Local businesses cope with COVID-19

By Amelia Leaphart
Executive Staff

The economic uncertainty due to the coronavirus prevails in every mainstream news source. While many corporations have enough capital to survive economic distress, there is public fear for small businesses and their employees. Downtown Sewanee is composed of locally owned businesses, which are vulnerable to an economic downturn. 

Ed Hawkins, a co-manager of The Blue Chair Café and Tavern, described his reaction when he found out about the University’s closure alongside the reality of COVID-19: “It was fear. We were wondering how we will survive. All the businesses in Sewanee met together to figure out how to do this.”

Hawkins remarked that the community is coming out “in droves” to support businesses, and community members are tipping unprecedented amounts because they know the servers are suffering. Retail stores and offices in Sewanee closing decreases foot-traffic, further hurting restaurants. Now, many restaurants have gone into curbside pick-up during limited hours, and are relying on the community to call-in orders.

“The great thing about Sewanee,” Hawkins said, “is that we’ve banded together. We’ve updated our web-page to have a donation section that all the other restaurants have put on their page.” The Sewanee Business Alliance support page includes a fund where people can directly donate and gift items that can be mailed. 

Hawkins said that as long as the community continues their support, the Blue Chair Café and Tavern will be fine through this time.

“We have no anticipation that we’ll close in the future,” he said, “We’ve been open for twenty years, and have no plans of ending that.”

Rick Wright, the Director of Dining Services at Sewanee, is in charge of Stirling’s Coffee House, and decided to temporarily close Stirling’s the day after the University announced its closure.

Wright commented, “I just didn’t want to risk my staff or community, because many of us travel. My manager had just gotten back from New York, I had just gotten back from New Orleans. We wanted to isolate for at least two weeks.”

While Stirling’s is managed by Julia Stubblebine and Amber Smith, alongside students, it is also one of Wright’s responsibilities.

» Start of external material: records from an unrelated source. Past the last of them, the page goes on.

use serde::{Deserialize, Serialize};

use crate::error::AppError;

#[derive(Debug, Clone, Copy, PartialEq, Eq, Serialize, Deserialize)]
#[serde(rename_all = "UPPERCASE")]
pub enum Role {
    Admin,
    Client,
    Trainer,
}

/// An authenticated actor. Resolved from the `users` collection by the
/// identity extractor and stamped onto audit entries.
#[derive(Debug, Clone, PartialEq, Serialize, Deserialize)]
#[serde(rename_all = "camelCase")]
pub struct User {
    pub id: String,
    pub name: String,
    pub email: String,
    pub role: Role,
    #[serde(default)]
    pub company_id: Option<String>,
}

impl User {
    /// The client id this user's requests belong to: the linked company when
    /// present, otherwise the user id itself.
    pub fn client_scope(&self) -> &str {
        self.company_id.as_deref().unwrap_or(&self.id)
    }

    pub fn require_role(&self, role: Role) -> Result<(), AppError> {
        if self.role == role {
            Ok(())
        } else {
            Err(AppError::Authorization(format!(
                "user {} does not hold the required role",
                self.id
            )))
        }
    }
}
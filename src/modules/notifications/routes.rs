use axum::{
    routing::{get, post},
    Router,
};

use super::handlers::{list_notifications, mark_read};
use crate::app_state::AppState;

pub fn notification_routes() -> Router<AppState> {
    Router::new()
        .route("/", get(list_notifications))
        .route("/:id/read", post(mark_read))
}
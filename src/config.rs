use anyhow::{Context, Result};
use serde::Deserialize;
use std::env;
use std::net::{IpAddr, SocketAddr};
use std::str::FromStr;

#[derive(Debug, Clone, Deserialize)]
pub struct Config {
    pub server: ServerConfig,
    pub store: StoreConfig,
    pub app: AppConfig,
}

#[derive(Debug, Clone, Deserialize)]
pub struct ServerConfig {
    pub host: IpAddr,
    pub port: u16,
}

#[derive(Debug, Clone, Deserialize)]
pub struct StoreConfig {
    /// Path to the JSON document store file. When unset the store is memory-only.
    pub path: Option<String>,
}

#[derive(Debug, Clone, Deserialize)]
pub struct AppConfig {
    pub name: String,
    pub environment: Environment,
}

#[derive(Debug, Clone, Copy, Deserialize, PartialEq, Eq)]
#[serde(rename_all = "lowercase")]
pub enum Environment {
    Development,
    Staging,
    Production,
}

impl Config {
    pub fn from_env() -> Result<Self> {
        // Server configuration
        let host = env::var("SERVER_HOST")
            .unwrap_or_else(|_| "0.0.0.0".to_string())
            .parse::<IpAddr>()
            .context("Failed to parse SERVER_HOST")?;

        let port = env::var("SERVER_PORT")
            .unwrap_or_else(|_| "8000".to_string())
            .parse::<u16>()
            .context("Failed to parse SERVER_PORT")?;

        // Record store configuration
        let store_path = env::var("STORE_PATH").ok();

        // App configuration
        let environment_str =
            env::var("APP_ENVIRONMENT").unwrap_or_else(|_| "development".to_string());
        let environment = match environment_str.to_lowercase().as_str() {
            "production" => Environment::Production,
            "staging" => Environment::Staging,
            _ => Environment::Development,
        };

        let app_name = env::var("APP_NAME").unwrap_or_else(|_| "EdTech Backend".to_string());

        Ok(Config {
            server: ServerConfig { host, port },
            store: StoreConfig { path: store_path },
            app: AppConfig {
                name: app_name,
                environment,
            },
        })
    }

    pub fn server_addr(&self) -> SocketAddr {
        SocketAddr::new(self.server.host, self.server.port)
    }

    #[allow(unused)]
    pub fn is_production(&self) -> bool {
        self.app.environment == Environment::Production
    }

    #[allow(unused)]
    pub fn is_development(&self) -> bool {
        self.app.environment == Environment::Development
    }
}

impl Default for Environment {
    fn default() -> Self {
        Environment::Development
    }
}

impl FromStr for Environment {
    type Err = String;

    fn from_str(s: &str) -> Result<Self, Self::Err> {
        match s.to_lowercase().as_str() {
            "production" => Ok(Environment::Production),
            "staging" => Ok(Environment::Staging),
            "development" => Ok(Environment::Development),
            _ => Err(format!("Unknown environment: {}", s)),
        }
    }
}

// Use once_cell for a global config instance that's initialized once
use once_cell::sync::OnceCell;

static CONFIG: OnceCell<Config> = OnceCell::new();

pub fn init() -> Result<&'static Config> {
    CONFIG.get_or_try_init(Config::from_env)
}

#[allow(unused)]
pub fn get() -> &'static Config {
    CONFIG.get().expect("Config is not initialized")
}
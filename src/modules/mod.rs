pub mod admin;
pub mod client;
pub mod notifications;
pub mod trainer;
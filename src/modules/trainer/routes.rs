use axum::{
    routing::{get, post},
    Router,
};

use super::handlers::{accept_assignment, complete_training, list_assignments, upload_invoice};
use crate::app_state::AppState;

pub fn trainer_routes() -> Router<AppState> {
    Router::new()
        .route("/assignments", get(list_assignments))
        .route("/assignments/:id/accept", post(accept_assignment))
        .route("/assignments/:id/complete", post(complete_training))
        .route("/assignments/:id/invoice", post(upload_invoice))
}
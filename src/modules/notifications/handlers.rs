use axum::{
    extract::{Path, State},
    Json,
};

use crate::app_state::AppState;
use crate::error::{AppError, AppResult};
use crate::middleware::identity::CurrentActor;
use crate::store::models::{Notification, Role, User};
use crate::store::repositories::NotificationRepository;

/// The acting user's notifications, newest first.
pub async fn list_notifications(
    State(state): State<AppState>,
    CurrentActor(actor): CurrentActor,
) -> AppResult<Json<Vec<Notification>>> {
    let notifications =
        NotificationRepository::list_for_user(&state.store, recipient_id(&actor)).await?;
    Ok(Json(notifications))
}

pub async fn mark_read(
    State(state): State<AppState>,
    CurrentActor(actor): CurrentActor,
    Path(id): Path<String>,
) -> AppResult<Json<Notification>> {
    let notification = NotificationRepository::find(&state.store, &id)
        .await?
        .ok_or_else(|| AppError::NotFound(format!("notification {id}")))?;
    if notification.user_id != recipient_id(&actor) {
        return Err(AppError::Authorization(format!(
            "notification {id} does not belong to user {}",
            actor.id
        )));
    }

    NotificationRepository::mark_read(&state.store, &notification).await?;
    Ok(Json(Notification {
        read: true,
        ..notification
    }))
}

/// Assignment notifications are addressed to the training's clientId, so a
/// client actor reads under their company scope; everyone else under their
/// own user id.
fn recipient_id(actor: &User) -> &str {
    match actor.role {
        Role::Client => actor.client_scope(),
        _ => &actor.id,
    }
}
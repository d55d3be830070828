use axum::{
    extract::{MatchedPath, Request},
    middleware::Next,
    response::Response,
};
use std::time::Instant;
use tracing::{info_span, Instrument};

/// Request tracing middleware: wraps every request in a span carrying the
/// method, route pattern and a fresh request id, and logs the outcome with
/// its latency.
pub async fn request_tracing_middleware(
    matched_path: MatchedPath,
    request: Request,
    next: Next,
) -> Response {
    let method = request.method().clone();
    let uri = request.uri().clone();
    let route = matched_path.as_str().to_string();
    let start = Instant::now();

    let span = info_span!(
        "http_request",
        method = %method,
        uri = %uri,
        route = %route,
        request_id = %uuid::Uuid::now_v7(),
    );

    let response = next.run(request).instrument(span).await;

    let latency_ms = start.elapsed().as_millis() as u64;
    let status = response.status().as_u16();
    if status >= 500 {
        tracing::error!(%method, route, status, latency_ms, "request failed");
    } else {
        tracing::info!(%method, route, status, latency_ms, "request completed");
    }

    response
}
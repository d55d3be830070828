pub mod identity;
pub mod tracing;
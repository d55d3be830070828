mod engine;
mod invoice;

pub use engine::LifecycleEngine;
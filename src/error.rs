use axum::{
    http::StatusCode,
    response::{IntoResponse, Response},
    Json,
};
use serde_json::json;
use thiserror::Error;

use crate::store::models::{LifecycleEvent, TrainingStatus};
use crate::store::StoreError;

#[derive(Debug, Error)]
pub enum AppError {
    #[error("Store error: {0}")]
    Store(#[from] StoreError),

    #[error("Validation error: {0}")]
    Validation(String),

    #[error("Illegal transition: {event} is not allowed while the training is {status}")]
    IllegalTransition {
        status: TrainingStatus,
        event: LifecycleEvent,
    },

    #[error("Authentication error: {0}")]
    Authentication(String),

    #[error("Authorization error: {0}")]
    Authorization(String),

    #[error("Not found: {0}")]
    NotFound(String),

    #[error("Conflict: {0}")]
    Conflict(String),

    #[error("Bad request: {0}")]
    BadRequest(String),
}

impl From<validator::ValidationErrors> for AppError {
    fn from(errors: validator::ValidationErrors) -> Self {
        AppError::Validation(errors.to_string())
    }
}

impl IntoResponse for AppError {
    fn into_response(self) -> Response {
        let (status, error_message) = match self {
            AppError::Store(ref err) => match err {
                StoreError::NotFound => (StatusCode::NOT_FOUND, "Resource not found"),
                StoreError::Duplicate => (StatusCode::CONFLICT, "Resource already exists"),
                _ => (
                    StatusCode::INTERNAL_SERVER_ERROR,
                    "An internal server error occurred",
                ),
            },
            AppError::Validation(_) => (StatusCode::UNPROCESSABLE_ENTITY, "Validation error"),
            AppError::IllegalTransition { .. } => (StatusCode::CONFLICT, "Illegal transition"),
            AppError::Authentication(_) => (StatusCode::UNAUTHORIZED, "Authentication failed"),
            AppError::Authorization(_) => (StatusCode::FORBIDDEN, "Access denied"),
            AppError::NotFound(_) => (StatusCode::NOT_FOUND, "Resource not found"),
            AppError::Conflict(_) => (StatusCode::CONFLICT, "Resource conflict"),
            AppError::BadRequest(_) => (StatusCode::BAD_REQUEST, "Bad request"),
        };

        let body = Json(json!({
            "error": {
                "message": error_message,
                "details": self.to_string(),
            }
        }));

        (status, body).into_response()
    }
}

pub type AppResult<T> = Result<T, AppError>;
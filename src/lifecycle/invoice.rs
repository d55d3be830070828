use rand::Rng;
use time::{Duration, OffsetDateTime};

use crate::store::models::{ClientInvoice, InvoiceStatus, Training};

pub const GST_RATE: f64 = 0.18;
pub const PAYMENT_TERMS_DAYS: i64 = 15;

/// Fixed duration placeholder carried on every invoice; delivery length is
/// not tracked per training.
const SIMULATED_DURATION: &str = "5 Days";

const PO_PENDING_REFERENCE: &str = "PO_PENDING";

/// Computes the client invoice for a completed training.
///
/// The invoice number is a uniform draw in [1000, 9999]; collisions with
/// previously issued numbers are possible and accepted, so the number must
/// not be treated as a unique key.
pub fn compute_client_invoice(
    training: &Training,
    company_name: String,
    issued_at: OffsetDateTime,
) -> ClientInvoice {
    let cost = training.budget;
    let gst = cost * GST_RATE;

    ClientInvoice {
        invoice_number: format!("INV-CL-{}", rand::thread_rng().gen_range(1000..=9999)),
        company_name,
        training_name: training.title.clone(),
        technology: training.technology.clone(),
        duration: SIMULATED_DURATION.to_string(),
        cost,
        gst,
        total_amount: cost + gst,
        due_date: issued_at + Duration::days(PAYMENT_TERMS_DAYS),
        po_reference: training
            .trainer_po
            .as_ref()
            .or(training.client_po.as_ref())
            .map(|po| po.filename.clone())
            .unwrap_or_else(|| PO_PENDING_REFERENCE.to_string()),
        status: InvoiceStatus::Generated,
    }
}
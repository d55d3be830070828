use crate::store::models::Client;
use crate::store::{collections, JsonStore, StoreError};

pub struct ClientRepository;

impl ClientRepository {
    pub async fn find(store: &JsonStore, id: &str) -> Result<Option<Client>, StoreError> {
        store
            .find(collections::CLIENTS, id)
            .await?
            .map(|record| serde_json::from_value(record).map_err(StoreError::from))
            .transpose()
    }
}
use axum::{extract::State, http::StatusCode, response::IntoResponse, Json};

use crate::app_state::AppState;
use crate::error::AppResult;
use crate::lifecycle::LifecycleEngine;
use crate::middleware::identity::CurrentActor;
use crate::store::models::{NewTrainingRequest, Role, Training};
use crate::store::repositories::TrainingRepository;

/// Raise a new training request on behalf of the acting client.
pub async fn raise_request(
    State(state): State<AppState>,
    CurrentActor(actor): CurrentActor,
    Json(payload): Json<NewTrainingRequest>,
) -> AppResult<impl IntoResponse> {
    actor.require_role(Role::Client)?;

    let training = LifecycleEngine::new(&state.store)
        .create_request(&actor, payload)
        .await?;

    Ok((StatusCode::CREATED, Json(training)))
}

/// The acting client's own requests.
pub async fn list_requests(
    State(state): State<AppState>,
    CurrentActor(actor): CurrentActor,
) -> AppResult<Json<Vec<Training>>> {
    actor.require_role(Role::Client)?;

    let trainings = TrainingRepository::list_for_client(&state.store, actor.client_scope()).await?;
    Ok(Json(trainings))
}
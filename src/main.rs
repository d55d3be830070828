use anyhow::Context;
use dotenv::dotenv;
use tracing::info;
use tracing_subscriber::{layer::SubscriberExt, util::SubscriberInitExt};

mod app;
mod app_state;
mod config;
mod error;
mod lifecycle;
mod middleware;
mod modules;
mod store;

#[tokio::main]
async fn main() -> anyhow::Result<()> {
    tracing_subscriber::registry()
        .with(
            tracing_subscriber::EnvFilter::try_from_default_env()
                .unwrap_or_else(|_| format!("{}=debug", env!("CARGO_CRATE_NAME")).into()),
        )
        .with(tracing_subscriber::fmt::layer())
        .init();

    dotenv().ok();

    let env = config::init().context("Failed to load configuration")?.clone();
    let store = store::init().await.context("Failed to open record store")?;

    let state = app_state::AppState::new(store, env.clone());
    let app = app::create_router(state);

    let addr = env.server_addr();
    info!("{} listening on {}", env.app.name, addr);

    let listener = tokio::net::TcpListener::bind(addr)
        .await
        .context("Failed to bind to address")?;

    axum::serve(listener, app)
        .await
        .context("Failed to serve application")?;

    Ok(())
}
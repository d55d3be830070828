use axum::{
    extract::{Path, State},
    Json,
};

use crate::app_state::AppState;
use crate::error::{AppError, AppResult};
use crate::lifecycle::LifecycleEngine;
use crate::middleware::identity::CurrentActor;
use crate::store::models::{Role, Training, User};
use crate::store::repositories::TrainingRepository;

/// Trainings assigned to the acting trainer.
pub async fn list_assignments(
    State(state): State<AppState>,
    CurrentActor(actor): CurrentActor,
) -> AppResult<Json<Vec<Training>>> {
    actor.require_role(Role::Trainer)?;
    let trainings = TrainingRepository::list_for_trainer(&state.store, &actor.id).await?;
    Ok(Json(trainings))
}

pub async fn accept_assignment(
    State(state): State<AppState>,
    CurrentActor(actor): CurrentActor,
    Path(id): Path<String>,
) -> AppResult<Json<Training>> {
    actor.require_role(Role::Trainer)?;
    require_own_assignment(&state, &actor, &id).await?;
    let training = LifecycleEngine::new(&state.store)
        .accept_assignment(&actor, &id)
        .await?;
    Ok(Json(training))
}

pub async fn complete_training(
    State(state): State<AppState>,
    CurrentActor(actor): CurrentActor,
    Path(id): Path<String>,
) -> AppResult<Json<Training>> {
    actor.require_role(Role::Trainer)?;
    require_own_assignment(&state, &actor, &id).await?;
    let training = LifecycleEngine::new(&state.store)
        .mark_completed(&actor, &id)
        .await?;
    Ok(Json(training))
}

pub async fn upload_invoice(
    State(state): State<AppState>,
    CurrentActor(actor): CurrentActor,
    Path(id): Path<String>,
) -> AppResult<Json<Training>> {
    actor.require_role(Role::Trainer)?;
    require_own_assignment(&state, &actor, &id).await?;
    let training = LifecycleEngine::new(&state.store)
        .upload_trainer_invoice(&actor, &id)
        .await?;
    Ok(Json(training))
}

/// Trainers may only act on trainings assigned to them.
async fn require_own_assignment(state: &AppState, actor: &User, id: &str) -> AppResult<()> {
    let training = TrainingRepository::find(&state.store, id)
        .await?
        .ok_or_else(|| AppError::NotFound(format!("training {id}")))?;
    if training.trainer_id.as_deref() != Some(actor.id.as_str()) {
        return Err(AppError::Authorization(format!(
            "training {id} is not assigned to trainer {}",
            actor.id
        )));
    }
    Ok(())
}
use axum::{routing::get, Router};

use super::handlers::{list_requests, raise_request};
use crate::app_state::AppState;

pub fn client_routes() -> Router<AppState> {
    Router::new().route("/requests", get(list_requests).post(raise_request))
}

“I wasn’t surprised,” Wright said about the University’s closure, “We’re in a very unusual time. The University wants to keep people safe. Because of the nature of this disease, and we really don’t know a great deal about it, we have to err on the side of safety.” 

He added, “We’re working on trying to get Stirling’s back open, but first we’re dealing with the more pressing issue of feeding students here and keeping them safe.”

McClurg has developed a system where they split the staff into two teams, where they switch off every two days. 

“The team at Stirling’s is currently doing planning, inventory, and cleaning,” Wright said. “So, they’ll hopefully open up in a limited capacity. Maybe with a pickup window when we have more people on campus.”

Wright, like Hawkins, remains optimistic. “The truth is we’re going to get through this,” he said. “In a few months, we’ll be back to work. They’ll be some great take-aways from that. We’ll learn more about ourselves, we’ll learn about how to do business in a much safer way.”

Wright highlights how the food-service industry already emphasizes safety and caution because of the threat of other bacterial outbreaks, “so this was not a huge shift for us.” 

“We’re remote and close to the community anyway. One of the things to recognize is how wonderful the University is treating their staff,” said Wright. “It’s guaranteeing that all employees will be paid, as long as they can do it.”

Wright has spoken with directors of the South Cumberland Farmers Market, and says that they are currently having one of their biggest markets ever, as people are wanting to buy local now more than ever. Wright’s larger distributors, such as Sysco and Dixie Produce, still have plenty of food.

The system suppliers use a “just in time” system, meaning grocery stores and dining halls usually restock as needed. This system often collapses during times of crises when people bulk-buy supplies. While Wright does not fear scarcity, he is concerned about a logistics problem. Delivery workers may become quarantined or transportation may become more restricted. 

While many employees remain hopeful for this time, Shenanigans have had to drastically reduce hours due to loss of student staff and turning to curbside pick-only, according to their website. Luckily, they can sell drinks to go, a mitigative measure taken by many states. However, employees are relying on call-in for the time being.

The Sewanee business community has banded together during this crisis, but still relies on patrons to intensify their support to keep well-loved businesses afloat.